I knew today was going to be a good day. Yesterday's unnatural cold and clouds were being swept away by a suddenly more generous Mom Nature as I headed out to the mail box, and I saw a bluebird (that only happens once, maybe twice, a year). Down the hill toward town, two flickers rocketed up from the grass, their little red Cardinal caps clearly visible in that brief second. Growing between the curb and Second Street, a weed displayed a cascade of church bell-like white flowers, as handsome as his cousins living more luxurious lives in their mulched flower beds.
I wasn't prepared for a life-size Tin Man in the yard of a little brick house, chopping wood with his gleaming chromed axe! The facial expression, the tin bow tie, the bend of the knees -- it was extraordinarily well done. His oil funnel hat was the perfect size.

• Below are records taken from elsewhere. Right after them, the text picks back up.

//! 日志初始化
//!
//! 基于 tracing-subscriber 安装全局 fmt subscriber，`RUST_LOG` 优先于配置中的级别。

use tracing_subscriber::EnvFilter;

use crate::config::{LogConfig, LogFormat};
use crate::error::{Error, Result};

/// 安装全局日志 subscriber，重复安装返回 `Error::Config`
pub fn init(config: &LogConfig) -> Result<()> {
    let filter = EnvFilter::try_from_default_env()
        .or_else(|_| EnvFilter::try_new(&config.level))
        .map_err(|e| Error::Config(format!("invalid log level `{}`: {e}", config.level)))?;

    let builder = tracing_subscriber::fmt()
        .with_env_filter(filter)
        .with_target(true)
        .with_ansi(config.color);

    let installed = match config.format {
        LogFormat::Text => builder.try_init(),
        LogFormat::Json => builder.json().try_init(),
    };
    installed.map_err(|e| Error::Config(format!("failed to install tracing subscriber: {e}")))
}

#[cfg(test)]
mod tests {
    use super::*;

    #[test]
    fn second_init_fails() {
        let config = LogConfig {
            level: "debug".into(),
            ..Default::default()
        };
        // 其他测试可能已经安装过 subscriber
        let _ = init(&config);
        assert!(matches!(init(&config), Err(Error::Config(_))));
    }
}
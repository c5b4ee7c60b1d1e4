//! 负载均衡的 gRPC 通道
//!
//! `BalancedChannel` 实现 `tower::Service`，可直接作为 tonic 生成客户端的底层通道。
//! 每次调用通过当前 picker 选择连接，并把响应体包装为 `DoneBody`，
//! 在响应流结束时把调用结果回报给选择器。

use std::any::Any;
use std::fmt;
use std::pin::Pin;
use std::sync::Arc;
use std::sync::atomic::{AtomicU64, Ordering};
use std::task::{Context, Poll, ready};
use std::time::Duration;

use bytes::Bytes;
use futures::future::BoxFuture;
use http::HeaderMap;
use http_body::{Body as HttpBody, Frame, SizeHint};
use tokio::sync::Mutex;
use tokio::time::Instant;
use tonic::body::Body;
use tonic::{Code, Status};
use tower::{Service, ServiceExt};
use tracing::warn;

use super::picker::Picked;
use super::pool::ConnectionPool;
use crate::error::BoxError;
use crate::resolver::{Resolver, Target};
use crate::selector::{DoneFunc, DoneInfo, PickInfo, Trailer};

const GRPC_TIMEOUT_HEADER: &str = "grpc-timeout";

/// 负载均衡的 gRPC 通道
#[derive(Clone)]
pub struct BalancedChannel {
    inner: Arc<ChannelInner>,
}

struct ChannelInner {
    target: Target,
    pool: Arc<ConnectionPool>,
    resolver: Mutex<Option<Box<dyn Resolver>>>,
}

impl Drop for ChannelInner {
    fn drop(&mut self) {
        self.pool.shutdown();
    }
}

impl BalancedChannel {
    pub(crate) fn new(target: Target, pool: Arc<ConnectionPool>, resolver: Box<dyn Resolver>) -> Self {
        Self {
            inner: Arc::new(ChannelInner {
                target,
                pool,
                resolver: Mutex::new(Some(resolver)),
            }),
        }
    }

    pub fn target(&self) -> &Target {
        &self.inner.target
    }

    /// 当前就绪连接数
    pub fn ready_count(&self) -> usize {
        self.inner.pool.current_picker().len()
    }

    /// 关闭解析器并释放所有连接，可重复调用
    pub async fn close(&self) {
        if let Some(resolver) = self.inner.resolver.lock().await.take() {
            resolver.close().await;
        }
        self.inner.pool.close().await;
    }
}

impl fmt::Debug for BalancedChannel {
    fn fmt(&self, f: &mut fmt::Formatter<'_>) -> fmt::Result {
        f.debug_struct("BalancedChannel")
            .field("target", &self.inner.target)
            .field("ready", &self.ready_count())
            .finish()
    }
}

impl Service<http::Request<Body>> for BalancedChannel {
    type Response = http::Response<DoneBody<Body>>;
    type Error = BoxError;
    type Future = BoxFuture<'static, Result<Self::Response, Self::Error>>;

    fn poll_ready(&mut self, _cx: &mut Context<'_>) -> Poll<Result<(), Self::Error>> {
        Poll::Ready(Ok(()))
    }

    fn call(&mut self, request: http::Request<Body>) -> Self::Future {
        let pool = self.inner.pool.clone();
        Box::pin(async move {
            let info = pick_info(&request);
            let Picked {
                node,
                mut channel,
                done,
            } = pool
                .pick(&info)
                .await
                .map_err(|e| Box::new(Status::from(e)) as BoxError)?;

            let sent = Arc::new(AtomicU64::new(0));
            let request = request.map(|body| {
                Body::new(CountingBody {
                    inner: Box::pin(body),
                    sent: sent.clone(),
                })
            });

            let result = match ServiceExt::<http::Request<Body>>::ready(&mut channel).await {
                Ok(svc) => svc.call(request).await,
                Err(e) => Err(e),
            };
            match result {
                Ok(response) => {
                    let (parts, body) = response.into_parts();
                    let body = DoneBody::new(body, done, sent, parts.headers.clone());
                    Ok(http::Response::from_parts(parts, body))
                }
                Err(e) => {
                    warn!(address = %node.address(), method = %info.method, error = %e, "call failed");
                    pool.report_failure(node.address()).await;
                    if let Some(done) = done {
                        done(DoneInfo {
                            error: Some(Status::unavailable(e.to_string())),
                            bytes_sent: sent.load(Ordering::Relaxed),
                            bytes_received: 0,
                            reply_md: Trailer::default(),
                        });
                    }
                    Err(e.into())
                }
            }
        })
    }
}

fn pick_info<B>(request: &http::Request<B>) -> PickInfo {
    let deadline = request
        .headers()
        .get(GRPC_TIMEOUT_HEADER)
        .and_then(|value| value.to_str().ok())
        .and_then(parse_grpc_timeout)
        .map(|timeout| Instant::now() + timeout);
    PickInfo {
        method: request.uri().path().to_string(),
        deadline,
        metadata: request.headers().clone(),
    }
}

/// 解析 `grpc-timeout` 头：最多 8 位数字加单位（H M S m u n）
pub(crate) fn parse_grpc_timeout(value: &str) -> Option<Duration> {
    if value.len() < 2 || value.len() > 9 {
        return None;
    }
    let (digits, unit) = value.split_at(value.len() - 1);
    let amount: u64 = digits.parse().ok()?;
    let timeout = match unit {
        "H" => Duration::from_secs(amount * 3600),
        "M" => Duration::from_secs(amount * 60),
        "S" => Duration::from_secs(amount),
        "m" => Duration::from_millis(amount),
        "u" => Duration::from_micros(amount),
        "n" => Duration::from_nanos(amount),
        _ => return None,
    };
    Some(timeout)
}

/// 统计请求体发送字节数
struct CountingBody {
    inner: Pin<Box<Body>>,
    sent: Arc<AtomicU64>,
}

impl HttpBody for CountingBody {
    type Data = Bytes;
    type Error = Status;

    fn poll_frame(
        mut self: Pin<&mut Self>,
        cx: &mut Context<'_>,
    ) -> Poll<Option<Result<Frame<Self::Data>, Self::Error>>> {
        let frame = ready!(self.inner.as_mut().poll_frame(cx));
        if let Some(Ok(frame)) = &frame {
            if let Some(data) = frame.data_ref() {
                self.sent.fetch_add(data.len() as u64, Ordering::Relaxed);
            }
        }
        Poll::Ready(frame)
    }

    fn is_end_stream(&self) -> bool {
        self.inner.is_end_stream()
    }

    fn size_hint(&self) -> SizeHint {
        self.inner.size_hint()
    }
}

/// 响应体包装：统计接收字节、捕获 trailer，并在结束时调用一次完成回调
pub struct DoneBody<B> {
    inner: Pin<Box<B>>,
    done: Option<DoneFunc>,
    sent: Arc<AtomicU64>,
    received: u64,
    headers: HeaderMap,
}

impl<B> DoneBody<B> {
    fn new(inner: B, done: Option<DoneFunc>, sent: Arc<AtomicU64>, headers: HeaderMap) -> Self {
        Self {
            inner: Box::pin(inner),
            done,
            sent,
            received: 0,
            headers,
        }
    }

    fn finish(&mut self, error: Option<Status>, trailers: HeaderMap) {
        if let Some(done) = self.done.take() {
            done(DoneInfo {
                error,
                bytes_sent: self.sent.load(Ordering::Relaxed),
                bytes_received: self.received,
                reply_md: Trailer::new(trailers),
            });
        }
    }
}

/// 从 `grpc-status` 中取出非 OK 状态
fn failed_status(headers: &HeaderMap) -> Option<Status> {
    Status::from_header_map(headers).filter(|status| status.code() != Code::Ok)
}

impl<B> HttpBody for DoneBody<B>
where
    B: HttpBody<Data = Bytes>,
    B::Error: fmt::Display + 'static,
{
    type Data = Bytes;
    type Error = B::Error;

    fn poll_frame(
        self: Pin<&mut Self>,
        cx: &mut Context<'_>,
    ) -> Poll<Option<Result<Frame<Self::Data>, Self::Error>>> {
        let this = self.get_mut();
        match ready!(this.inner.as_mut().poll_frame(cx)) {
            Some(Ok(frame)) => {
                if let Some(data) = frame.data_ref() {
                    this.received += data.len() as u64;
                } else if let Some(trailers) = frame.trailers_ref() {
                    this.finish(failed_status(trailers), trailers.clone());
                }
                Poll::Ready(Some(Ok(frame)))
            }
            Some(Err(err)) => {
                let status = match (&err as &dyn Any).downcast_ref::<Status>() {
                    Some(status) => Status::new(status.code(), status.message()),
                    None => Status::unknown(err.to_string()),
                };
                this.finish(Some(status), HeaderMap::new());
                Poll::Ready(Some(Err(err)))
            }
            None => {
                // trailers-only 响应的状态在响应头中
                let headers = std::mem::take(&mut this.headers);
                this.finish(failed_status(&headers), headers);
                Poll::Ready(None)
            }
        }
    }

    fn is_end_stream(&self) -> bool {
        self.inner.is_end_stream()
    }

    fn size_hint(&self) -> SizeHint {
        self.inner.size_hint()
    }
}

impl<B> Drop for DoneBody<B> {
    fn drop(&mut self) {
        if self.done.is_none() {
            return;
        }
        let error = match Status::from_header_map(&self.headers) {
            Some(status) if status.code() == Code::Ok => None,
            Some(status) => Some(status),
            None => Some(Status::cancelled("response body dropped before completion")),
        };
        let headers = std::mem::take(&mut self.headers);
        self.finish(error, headers);
    }
}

The other day we went to the Camp Hill library to read magazines, but since I had left my glasses at home, I wandered down to the basement where on a table there are usually free magazines and books to take away. I could hardly believe it when I discovered an old book I've been searching for, and it was in perfect condition. What a find! It's Summer Wind, by Norman Douglas, published in 1917, a somewhat fussy Edwardian novel set on Capri wherein European gentlemen and women generally waste their time and yours being verbose and self-consciously witty (very much like several deservedly forgotten works of Robert Louis Stevenson ). In the second half, however, the ironic treatments of aristocracy, culture, and religion are well worth getting to. Capri has been better described in The Story of San Michele, but I'll read anything about the islands of Our Sea.
The reason I pounced on it is that it is on THE LIST that I carry around of music, books and movies recommended by other writers or artists I've enjoyed -- it's sort of a long-term game to find these things. I have been disappointed, though: The Stones of Summer and A Clockwork Orange, for example, were highly recommended, and they gagged me. Lawrence Durrell, resident of several Mediterranean isles and author of loving books about them, mentioned Summer Wind and another called Granite Island, which I have never found a trace of. Nor have I found Durrell's own Bitter Lemons. While I already have a pretty large collection of books about islands, I must keep searching for these obscurities, for the game will go on.
And a little surprise can turn up anywhere!